■ PROVIDED INFORMATION

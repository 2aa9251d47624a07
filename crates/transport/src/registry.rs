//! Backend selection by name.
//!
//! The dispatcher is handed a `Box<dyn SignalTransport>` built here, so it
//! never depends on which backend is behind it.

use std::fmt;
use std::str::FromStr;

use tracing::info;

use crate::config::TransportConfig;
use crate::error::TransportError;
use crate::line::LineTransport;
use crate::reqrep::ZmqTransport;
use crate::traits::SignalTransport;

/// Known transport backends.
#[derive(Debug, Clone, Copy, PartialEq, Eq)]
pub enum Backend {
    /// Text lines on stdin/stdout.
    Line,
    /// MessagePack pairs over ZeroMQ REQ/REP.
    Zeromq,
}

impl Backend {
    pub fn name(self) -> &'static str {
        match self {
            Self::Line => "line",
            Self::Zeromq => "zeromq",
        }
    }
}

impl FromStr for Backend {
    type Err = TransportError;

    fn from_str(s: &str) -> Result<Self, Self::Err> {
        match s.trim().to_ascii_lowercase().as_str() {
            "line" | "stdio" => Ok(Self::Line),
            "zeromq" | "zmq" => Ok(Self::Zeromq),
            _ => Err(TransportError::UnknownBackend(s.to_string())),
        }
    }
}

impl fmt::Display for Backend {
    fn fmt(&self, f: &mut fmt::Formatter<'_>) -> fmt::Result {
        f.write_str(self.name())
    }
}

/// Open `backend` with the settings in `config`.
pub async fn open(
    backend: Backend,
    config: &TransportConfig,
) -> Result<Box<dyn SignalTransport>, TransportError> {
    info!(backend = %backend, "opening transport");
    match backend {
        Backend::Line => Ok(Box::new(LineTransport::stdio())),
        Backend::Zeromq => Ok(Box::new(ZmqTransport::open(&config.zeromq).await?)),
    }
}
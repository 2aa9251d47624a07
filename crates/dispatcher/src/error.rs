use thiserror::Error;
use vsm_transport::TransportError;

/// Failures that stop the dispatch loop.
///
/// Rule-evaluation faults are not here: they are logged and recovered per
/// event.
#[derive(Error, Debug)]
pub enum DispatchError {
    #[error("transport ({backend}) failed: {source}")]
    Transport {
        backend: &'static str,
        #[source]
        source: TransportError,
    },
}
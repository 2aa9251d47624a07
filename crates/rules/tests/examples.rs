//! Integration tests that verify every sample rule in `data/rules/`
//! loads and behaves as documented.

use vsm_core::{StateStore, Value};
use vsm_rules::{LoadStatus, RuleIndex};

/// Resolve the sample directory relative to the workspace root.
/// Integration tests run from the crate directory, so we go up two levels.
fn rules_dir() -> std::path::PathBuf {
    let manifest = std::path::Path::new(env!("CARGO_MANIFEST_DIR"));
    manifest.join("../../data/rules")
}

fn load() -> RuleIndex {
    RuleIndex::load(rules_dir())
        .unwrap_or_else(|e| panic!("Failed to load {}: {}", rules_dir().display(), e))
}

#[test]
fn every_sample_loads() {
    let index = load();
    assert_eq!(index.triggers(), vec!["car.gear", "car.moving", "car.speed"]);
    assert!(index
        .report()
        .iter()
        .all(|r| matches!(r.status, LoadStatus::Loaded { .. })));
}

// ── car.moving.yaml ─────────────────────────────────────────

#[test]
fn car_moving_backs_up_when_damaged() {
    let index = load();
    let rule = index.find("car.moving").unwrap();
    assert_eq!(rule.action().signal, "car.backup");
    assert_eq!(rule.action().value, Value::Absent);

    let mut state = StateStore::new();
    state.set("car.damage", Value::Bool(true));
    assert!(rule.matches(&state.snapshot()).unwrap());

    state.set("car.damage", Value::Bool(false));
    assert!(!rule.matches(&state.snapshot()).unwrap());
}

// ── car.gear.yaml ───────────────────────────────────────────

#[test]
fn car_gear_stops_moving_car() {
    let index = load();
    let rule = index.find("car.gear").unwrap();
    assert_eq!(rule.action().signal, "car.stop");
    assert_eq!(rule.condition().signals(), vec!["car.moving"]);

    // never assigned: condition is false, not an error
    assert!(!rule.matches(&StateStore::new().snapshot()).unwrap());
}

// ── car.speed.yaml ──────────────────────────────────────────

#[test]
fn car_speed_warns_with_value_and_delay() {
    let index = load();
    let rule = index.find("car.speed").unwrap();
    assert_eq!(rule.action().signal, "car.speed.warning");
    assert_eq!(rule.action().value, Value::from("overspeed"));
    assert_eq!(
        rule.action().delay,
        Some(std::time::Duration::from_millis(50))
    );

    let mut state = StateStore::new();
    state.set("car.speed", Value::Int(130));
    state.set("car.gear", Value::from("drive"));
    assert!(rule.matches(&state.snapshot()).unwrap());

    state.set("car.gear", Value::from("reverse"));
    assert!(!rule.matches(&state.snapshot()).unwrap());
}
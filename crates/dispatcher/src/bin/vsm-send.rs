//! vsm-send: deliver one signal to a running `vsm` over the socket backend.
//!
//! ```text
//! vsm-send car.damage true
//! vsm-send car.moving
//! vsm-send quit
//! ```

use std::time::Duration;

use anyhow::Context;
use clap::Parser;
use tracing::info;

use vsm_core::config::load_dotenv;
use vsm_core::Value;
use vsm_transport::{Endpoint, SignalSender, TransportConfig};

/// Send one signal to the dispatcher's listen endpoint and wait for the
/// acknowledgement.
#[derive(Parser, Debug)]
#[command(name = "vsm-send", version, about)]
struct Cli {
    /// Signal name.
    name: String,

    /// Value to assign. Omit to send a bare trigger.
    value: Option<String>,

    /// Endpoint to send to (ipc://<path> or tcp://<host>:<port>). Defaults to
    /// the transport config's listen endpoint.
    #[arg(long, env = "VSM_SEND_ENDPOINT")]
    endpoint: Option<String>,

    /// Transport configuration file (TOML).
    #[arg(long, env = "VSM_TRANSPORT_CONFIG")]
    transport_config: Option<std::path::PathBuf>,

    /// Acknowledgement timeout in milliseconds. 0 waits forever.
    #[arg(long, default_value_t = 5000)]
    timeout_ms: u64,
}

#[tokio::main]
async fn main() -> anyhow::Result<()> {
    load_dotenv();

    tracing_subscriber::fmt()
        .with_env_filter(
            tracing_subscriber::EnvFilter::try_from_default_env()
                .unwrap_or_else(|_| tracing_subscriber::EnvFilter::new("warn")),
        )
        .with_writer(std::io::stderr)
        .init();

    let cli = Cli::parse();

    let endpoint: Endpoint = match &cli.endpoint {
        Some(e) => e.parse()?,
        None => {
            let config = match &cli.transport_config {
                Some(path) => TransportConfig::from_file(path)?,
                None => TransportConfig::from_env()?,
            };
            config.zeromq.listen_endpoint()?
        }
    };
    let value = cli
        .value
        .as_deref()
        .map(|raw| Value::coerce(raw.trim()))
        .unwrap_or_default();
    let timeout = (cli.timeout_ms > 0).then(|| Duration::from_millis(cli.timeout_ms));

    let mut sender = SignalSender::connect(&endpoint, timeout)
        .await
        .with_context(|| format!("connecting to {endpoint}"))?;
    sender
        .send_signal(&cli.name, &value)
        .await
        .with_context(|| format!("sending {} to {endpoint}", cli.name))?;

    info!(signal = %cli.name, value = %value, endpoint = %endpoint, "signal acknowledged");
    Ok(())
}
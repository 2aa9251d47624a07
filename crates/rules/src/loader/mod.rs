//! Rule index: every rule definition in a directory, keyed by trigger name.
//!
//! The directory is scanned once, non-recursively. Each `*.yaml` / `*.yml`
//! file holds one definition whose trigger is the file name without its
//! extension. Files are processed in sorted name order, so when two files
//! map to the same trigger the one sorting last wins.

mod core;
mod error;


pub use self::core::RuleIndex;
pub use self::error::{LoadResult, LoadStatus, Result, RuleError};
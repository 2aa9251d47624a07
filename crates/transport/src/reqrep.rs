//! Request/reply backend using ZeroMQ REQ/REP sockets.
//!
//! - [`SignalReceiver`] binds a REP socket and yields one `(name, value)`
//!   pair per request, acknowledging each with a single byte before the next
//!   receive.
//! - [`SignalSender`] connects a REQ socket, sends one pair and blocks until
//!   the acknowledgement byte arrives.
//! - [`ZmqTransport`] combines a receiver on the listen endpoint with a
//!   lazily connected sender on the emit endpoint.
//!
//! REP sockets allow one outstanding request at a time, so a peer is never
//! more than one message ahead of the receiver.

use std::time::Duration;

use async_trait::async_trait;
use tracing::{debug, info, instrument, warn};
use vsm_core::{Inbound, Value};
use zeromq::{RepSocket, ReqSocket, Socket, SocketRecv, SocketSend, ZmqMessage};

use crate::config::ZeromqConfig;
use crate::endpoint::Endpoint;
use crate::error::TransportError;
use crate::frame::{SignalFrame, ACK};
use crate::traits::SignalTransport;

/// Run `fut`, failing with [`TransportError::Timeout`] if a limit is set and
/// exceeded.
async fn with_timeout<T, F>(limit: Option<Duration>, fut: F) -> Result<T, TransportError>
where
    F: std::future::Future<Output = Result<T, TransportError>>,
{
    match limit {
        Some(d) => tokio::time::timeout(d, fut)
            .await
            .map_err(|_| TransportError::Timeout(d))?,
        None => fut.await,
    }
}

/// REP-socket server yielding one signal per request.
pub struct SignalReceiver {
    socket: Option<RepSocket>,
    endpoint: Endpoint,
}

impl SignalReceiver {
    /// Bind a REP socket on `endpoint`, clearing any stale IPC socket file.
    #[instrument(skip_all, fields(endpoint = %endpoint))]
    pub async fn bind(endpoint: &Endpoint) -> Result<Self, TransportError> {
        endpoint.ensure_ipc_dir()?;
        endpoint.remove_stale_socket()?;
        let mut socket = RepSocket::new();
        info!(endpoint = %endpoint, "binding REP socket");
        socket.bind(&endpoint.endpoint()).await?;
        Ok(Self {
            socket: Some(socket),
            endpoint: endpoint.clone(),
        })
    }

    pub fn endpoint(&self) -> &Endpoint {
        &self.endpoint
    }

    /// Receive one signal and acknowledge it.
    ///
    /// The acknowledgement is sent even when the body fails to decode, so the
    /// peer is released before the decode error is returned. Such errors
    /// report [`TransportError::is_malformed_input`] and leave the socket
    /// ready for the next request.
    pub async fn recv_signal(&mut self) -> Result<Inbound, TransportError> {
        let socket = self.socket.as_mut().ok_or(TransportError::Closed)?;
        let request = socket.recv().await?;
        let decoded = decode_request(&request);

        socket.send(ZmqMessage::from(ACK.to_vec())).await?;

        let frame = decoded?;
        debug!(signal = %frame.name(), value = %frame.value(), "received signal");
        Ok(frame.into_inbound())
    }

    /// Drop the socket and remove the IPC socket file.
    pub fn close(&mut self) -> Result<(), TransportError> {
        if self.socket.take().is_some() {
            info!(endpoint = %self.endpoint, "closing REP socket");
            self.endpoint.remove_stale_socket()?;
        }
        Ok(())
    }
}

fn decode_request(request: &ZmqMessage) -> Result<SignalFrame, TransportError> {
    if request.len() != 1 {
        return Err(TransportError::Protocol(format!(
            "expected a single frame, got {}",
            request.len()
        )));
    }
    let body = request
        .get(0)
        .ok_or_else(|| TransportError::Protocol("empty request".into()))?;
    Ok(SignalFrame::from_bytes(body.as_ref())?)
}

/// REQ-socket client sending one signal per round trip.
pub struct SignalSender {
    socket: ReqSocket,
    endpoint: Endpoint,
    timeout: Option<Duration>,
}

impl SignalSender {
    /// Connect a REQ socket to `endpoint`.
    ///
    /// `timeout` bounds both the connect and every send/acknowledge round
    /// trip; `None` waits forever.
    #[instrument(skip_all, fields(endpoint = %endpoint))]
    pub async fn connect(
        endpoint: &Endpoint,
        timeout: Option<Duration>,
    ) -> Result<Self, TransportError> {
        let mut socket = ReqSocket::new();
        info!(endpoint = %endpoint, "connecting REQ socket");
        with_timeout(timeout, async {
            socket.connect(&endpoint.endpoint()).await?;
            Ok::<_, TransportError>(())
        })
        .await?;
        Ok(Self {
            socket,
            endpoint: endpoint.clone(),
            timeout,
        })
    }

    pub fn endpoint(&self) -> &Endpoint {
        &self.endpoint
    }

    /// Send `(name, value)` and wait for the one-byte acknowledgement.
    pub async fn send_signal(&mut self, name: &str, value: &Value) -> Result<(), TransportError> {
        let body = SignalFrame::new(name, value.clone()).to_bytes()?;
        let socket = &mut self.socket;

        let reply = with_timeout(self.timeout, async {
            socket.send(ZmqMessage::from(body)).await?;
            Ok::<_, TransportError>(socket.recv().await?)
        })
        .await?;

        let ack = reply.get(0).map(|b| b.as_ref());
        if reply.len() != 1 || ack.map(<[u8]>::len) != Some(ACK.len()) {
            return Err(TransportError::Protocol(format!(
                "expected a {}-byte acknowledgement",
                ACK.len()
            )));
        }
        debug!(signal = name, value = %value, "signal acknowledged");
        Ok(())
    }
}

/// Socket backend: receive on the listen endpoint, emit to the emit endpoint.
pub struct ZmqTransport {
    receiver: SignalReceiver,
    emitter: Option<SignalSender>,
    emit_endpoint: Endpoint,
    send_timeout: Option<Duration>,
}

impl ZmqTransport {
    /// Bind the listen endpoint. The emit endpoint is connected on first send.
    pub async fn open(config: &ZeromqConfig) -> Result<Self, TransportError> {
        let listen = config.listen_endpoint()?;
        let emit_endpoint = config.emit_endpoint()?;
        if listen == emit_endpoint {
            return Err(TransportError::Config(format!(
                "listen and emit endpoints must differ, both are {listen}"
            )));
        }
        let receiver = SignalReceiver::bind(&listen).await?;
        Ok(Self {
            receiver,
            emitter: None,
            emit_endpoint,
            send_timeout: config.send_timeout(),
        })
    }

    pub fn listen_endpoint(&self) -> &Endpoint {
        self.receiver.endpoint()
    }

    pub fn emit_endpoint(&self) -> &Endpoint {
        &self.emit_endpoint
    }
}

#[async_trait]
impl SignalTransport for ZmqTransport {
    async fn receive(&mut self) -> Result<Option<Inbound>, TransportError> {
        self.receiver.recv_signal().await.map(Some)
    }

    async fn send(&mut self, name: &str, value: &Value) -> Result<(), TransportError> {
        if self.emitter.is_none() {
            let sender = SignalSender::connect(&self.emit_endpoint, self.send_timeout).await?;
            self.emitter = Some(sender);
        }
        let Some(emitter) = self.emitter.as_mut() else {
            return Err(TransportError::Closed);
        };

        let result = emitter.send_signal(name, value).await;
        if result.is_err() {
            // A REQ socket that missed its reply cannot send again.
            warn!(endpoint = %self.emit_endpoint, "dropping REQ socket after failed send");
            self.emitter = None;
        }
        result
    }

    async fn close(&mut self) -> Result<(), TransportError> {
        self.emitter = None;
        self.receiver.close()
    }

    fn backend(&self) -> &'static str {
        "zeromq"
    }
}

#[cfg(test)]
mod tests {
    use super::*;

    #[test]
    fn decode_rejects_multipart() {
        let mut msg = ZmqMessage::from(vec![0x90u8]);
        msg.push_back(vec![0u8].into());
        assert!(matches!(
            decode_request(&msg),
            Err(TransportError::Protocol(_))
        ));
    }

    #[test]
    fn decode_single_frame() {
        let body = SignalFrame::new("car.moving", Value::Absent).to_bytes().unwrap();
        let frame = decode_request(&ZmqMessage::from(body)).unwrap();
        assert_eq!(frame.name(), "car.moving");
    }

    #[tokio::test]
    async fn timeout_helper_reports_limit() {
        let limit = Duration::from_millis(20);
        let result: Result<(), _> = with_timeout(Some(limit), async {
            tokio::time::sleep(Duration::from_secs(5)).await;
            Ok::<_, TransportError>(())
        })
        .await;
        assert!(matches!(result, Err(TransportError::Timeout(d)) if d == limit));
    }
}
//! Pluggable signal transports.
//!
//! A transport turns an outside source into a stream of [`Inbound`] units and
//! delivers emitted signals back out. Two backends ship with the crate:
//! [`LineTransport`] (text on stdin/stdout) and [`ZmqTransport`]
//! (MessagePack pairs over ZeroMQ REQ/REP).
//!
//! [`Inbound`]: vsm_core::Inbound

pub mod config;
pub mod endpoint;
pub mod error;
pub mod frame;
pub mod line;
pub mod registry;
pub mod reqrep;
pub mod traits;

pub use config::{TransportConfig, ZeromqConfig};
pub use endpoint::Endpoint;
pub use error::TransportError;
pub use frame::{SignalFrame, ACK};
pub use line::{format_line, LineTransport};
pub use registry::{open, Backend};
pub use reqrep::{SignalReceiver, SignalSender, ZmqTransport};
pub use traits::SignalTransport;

■ EXERCISE REQUIREMENTS
Show the lines in the entries above that include the string "impl".

■ RESULT FOR THIS TASK
impl Backend {
impl FromStr for Backend {
impl fmt::Display for Backend {
impl SignalReceiver {
impl SignalSender {
impl ZmqTransport {
impl SignalTransport for ZmqTransport {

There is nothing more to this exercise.